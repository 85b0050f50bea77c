//! Dataset loader: extension-dispatched readers that materialize a
//! [`TableModel`].
//!
//! The pipeline itself never touches the filesystem; everything the core
//! consumes arrives through this module. Column kinds are decided here: a
//! column whose non-null values are all numbers is numeric, Excel datetime
//! cells make a column temporal, everything else is textual.

use std::{fs::File, io::BufReader, path::Path};

use anyhow::{bail, Context, Result};
use calamine::{open_workbook_auto, Data, Reader};
use log::debug;

use crate::data::{parse_number, CellValue};
use crate::error::AnalysisError;
use crate::io_utils;
use crate::table::{Column, ColumnKind, TableModel};

/// Loads a dataset by extension: `.csv`/`.tsv`, `.xls`/`.xlsx`, `.json`.
pub fn load_dataset(
    path: &Path,
    delimiter: Option<u8>,
    encoding_label: Option<&str>,
) -> Result<TableModel> {
    let extension = path
        .extension()
        .and_then(|ext| ext.to_str())
        .map(|ext| ext.to_ascii_lowercase())
        .unwrap_or_default();

    let table = match extension.as_str() {
        "csv" | "tsv" => load_csv(path, delimiter, encoding_label)?,
        "xls" | "xlsx" => load_excel(path)?,
        "json" => load_json(path)?,
        _ => {
            return Err(AnalysisError::UnsupportedFormat {
                extension: format!(".{extension}"),
            }
            .into())
        }
    };
    debug!(
        "Loaded {} column(s), {} row(s) from {}",
        table.column_count(),
        table.row_count(),
        path.display()
    );
    Ok(table)
}

fn load_csv(path: &Path, delimiter: Option<u8>, encoding_label: Option<&str>) -> Result<TableModel> {
    let delimiter = io_utils::resolve_input_delimiter(path, delimiter);
    let encoding = io_utils::resolve_encoding(encoding_label)?;
    let mut reader = io_utils::open_csv_reader_from_path(path, delimiter)?;

    let header_record = reader.byte_headers()?.clone();
    let headers = io_utils::decode_record(&header_record, encoding)?;
    let mut cells: Vec<Vec<Option<CellValue>>> = vec![Vec::new(); headers.len()];

    for (row_idx, record) in reader.byte_records().enumerate() {
        let record = record.with_context(|| format!("Reading row {}", row_idx + 2))?;
        for (idx, column) in cells.iter_mut().enumerate() {
            let value = match record.get(idx) {
                None => None,
                Some(field) if field.is_empty() => None,
                Some(field) => {
                    let decoded = io_utils::decode_bytes(field, encoding)?;
                    let trimmed = decoded.trim();
                    (!trimmed.is_empty()).then(|| CellValue::Text(trimmed.to_string()))
                }
            };
            column.push(value);
        }
    }

    Ok(build_table(headers, cells))
}

fn load_excel(path: &Path) -> Result<TableModel> {
    let mut workbook =
        open_workbook_auto(path).with_context(|| format!("Opening workbook {path:?}"))?;
    let sheet_names = workbook.sheet_names().to_vec();
    let Some(sheet) = sheet_names.first() else {
        bail!("Workbook {path:?} has no sheets");
    };
    let range = workbook
        .worksheet_range(sheet)
        .with_context(|| format!("Reading sheet '{sheet}'"))?;

    let mut rows = range.rows();
    let Some(header_row) = rows.next() else {
        return Ok(TableModel::new(Vec::new()));
    };
    let headers: Vec<String> = header_row.iter().map(excel_header).collect();
    let mut cells: Vec<Vec<Option<CellValue>>> = vec![Vec::new(); headers.len()];

    for row in rows {
        for (idx, column) in cells.iter_mut().enumerate() {
            column.push(row.get(idx).and_then(excel_cell));
        }
    }

    Ok(build_table(headers, cells))
}

fn excel_header(cell: &Data) -> String {
    match cell {
        Data::String(s) => s.trim().to_string(),
        Data::Empty => String::new(),
        other => other.to_string(),
    }
}

fn excel_cell(cell: &Data) -> Option<CellValue> {
    match cell {
        Data::Empty => None,
        Data::Float(f) => Some(CellValue::Number(*f)),
        Data::Int(i) => Some(CellValue::Number(*i as f64)),
        Data::Bool(b) => Some(CellValue::Text(b.to_string())),
        Data::DateTime(dt) => dt.as_datetime().map(|ndt| CellValue::Date(ndt.date())),
        Data::String(s) => {
            let trimmed = s.trim();
            (!trimmed.is_empty()).then(|| CellValue::Text(trimmed.to_string()))
        }
        Data::DateTimeIso(s) | Data::DurationIso(s) => Some(CellValue::Text(s.clone())),
        Data::Error(_) => None,
    }
}

fn load_json(path: &Path) -> Result<TableModel> {
    let reader =
        BufReader::new(File::open(path).with_context(|| format!("Opening input file {path:?}"))?);
    let value: serde_json::Value =
        serde_json::from_reader(reader).with_context(|| format!("Parsing JSON in {path:?}"))?;
    let serde_json::Value::Array(records) = value else {
        bail!("JSON input must be a top-level array of objects");
    };

    // Column order follows first appearance across records.
    let mut headers: Vec<String> = Vec::new();
    for record in &records {
        if let serde_json::Value::Object(map) = record {
            for key in map.keys() {
                if !headers.iter().any(|h| h == key) {
                    headers.push(key.clone());
                }
            }
        }
    }

    let mut cells: Vec<Vec<Option<CellValue>>> = vec![Vec::new(); headers.len()];
    for record in &records {
        let map = match record {
            serde_json::Value::Object(map) => map,
            _ => bail!("JSON records must be objects"),
        };
        for (idx, header) in headers.iter().enumerate() {
            cells[idx].push(map.get(header).and_then(json_cell));
        }
    }

    Ok(build_table(headers, cells))
}

fn json_cell(value: &serde_json::Value) -> Option<CellValue> {
    match value {
        serde_json::Value::Null => None,
        serde_json::Value::Number(n) => n.as_f64().map(CellValue::Number),
        serde_json::Value::Bool(b) => Some(CellValue::Text(b.to_string())),
        serde_json::Value::String(s) => {
            let trimmed = s.trim();
            (!trimmed.is_empty()).then(|| CellValue::Text(trimmed.to_string()))
        }
        nested => Some(CellValue::Text(nested.to_string())),
    }
}

fn build_table(headers: Vec<String>, cells: Vec<Vec<Option<CellValue>>>) -> TableModel {
    let columns = headers
        .into_iter()
        .zip(cells)
        .map(|(name, values)| finalize_column(name, values))
        .collect();
    TableModel::new(columns)
}

/// Decides a column's declared kind from its materialized cells and coerces
/// the cells to match: all dates -> temporal, all numbers (textual digits
/// included) -> numeric, anything mixed -> textual.
fn finalize_column(name: String, values: Vec<Option<CellValue>>) -> Column {
    let non_null = values.iter().flatten().count();
    let all_dates =
        non_null > 0 && values.iter().flatten().all(|v| v.as_date().is_some());
    if all_dates {
        return Column::new(name, ColumnKind::Temporal, values);
    }

    let numeric: Vec<Option<CellValue>> = values
        .iter()
        .map(|v| {
            v.as_ref().and_then(|cell| match cell {
                CellValue::Number(n) => Some(CellValue::Number(*n)),
                CellValue::Text(s) => parse_number(s).map(CellValue::Number),
                CellValue::Date(_) => None,
            })
        })
        .collect();
    if non_null > 0 && numeric.iter().flatten().count() == non_null {
        return Column::new(name, ColumnKind::Numeric, numeric);
    }

    let textual = values
        .into_iter()
        .map(|v| v.map(|cell| CellValue::Text(cell.as_display())))
        .collect();
    Column::new(name, ColumnKind::Textual, textual)
}

#[cfg(test)]
mod tests {
    use super::*;

    fn texts(values: &[&str]) -> Vec<Option<CellValue>> {
        values
            .iter()
            .map(|v| {
                let trimmed = v.trim();
                (!trimmed.is_empty()).then(|| CellValue::Text(trimmed.to_string()))
            })
            .collect()
    }

    #[test]
    fn all_numeric_strings_become_a_numeric_column() {
        let column = finalize_column("qty".into(), texts(&["2", "3.5", ""]));
        assert_eq!(column.kind, ColumnKind::Numeric);
        assert_eq!(column.values[0], Some(CellValue::Number(2.0)));
        assert_eq!(column.values[2], None);
    }

    #[test]
    fn mixed_content_stays_textual() {
        let column = finalize_column("c".into(), texts(&["2", "two"]));
        assert_eq!(column.kind, ColumnKind::Textual);
        assert_eq!(column.values[0], Some(CellValue::Text("2".into())));
    }

    #[test]
    fn all_null_column_is_textual() {
        let column = finalize_column("c".into(), vec![None, None]);
        assert_eq!(column.kind, ColumnKind::Textual);
    }

    #[test]
    fn date_cells_make_a_temporal_column() {
        let date = CellValue::Date(chrono::NaiveDate::from_ymd_opt(2024, 1, 1).unwrap());
        let column = finalize_column("d".into(), vec![Some(date), None]);
        assert_eq!(column.kind, ColumnKind::Temporal);
    }

    #[test]
    fn unsupported_extension_is_a_typed_error() {
        let err = load_dataset(Path::new("data.parquet"), None, None).unwrap_err();
        let typed = err.downcast_ref::<AnalysisError>().expect("typed error");
        assert!(matches!(typed, AnalysisError::UnsupportedFormat { extension } if extension == ".parquet"));
    }
}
++++++++++++++++++++
◆ Work instruction ◆
How many lines of the listing include the string "everything"? Respond with the number only.

◆ Solution for this problem ◆
2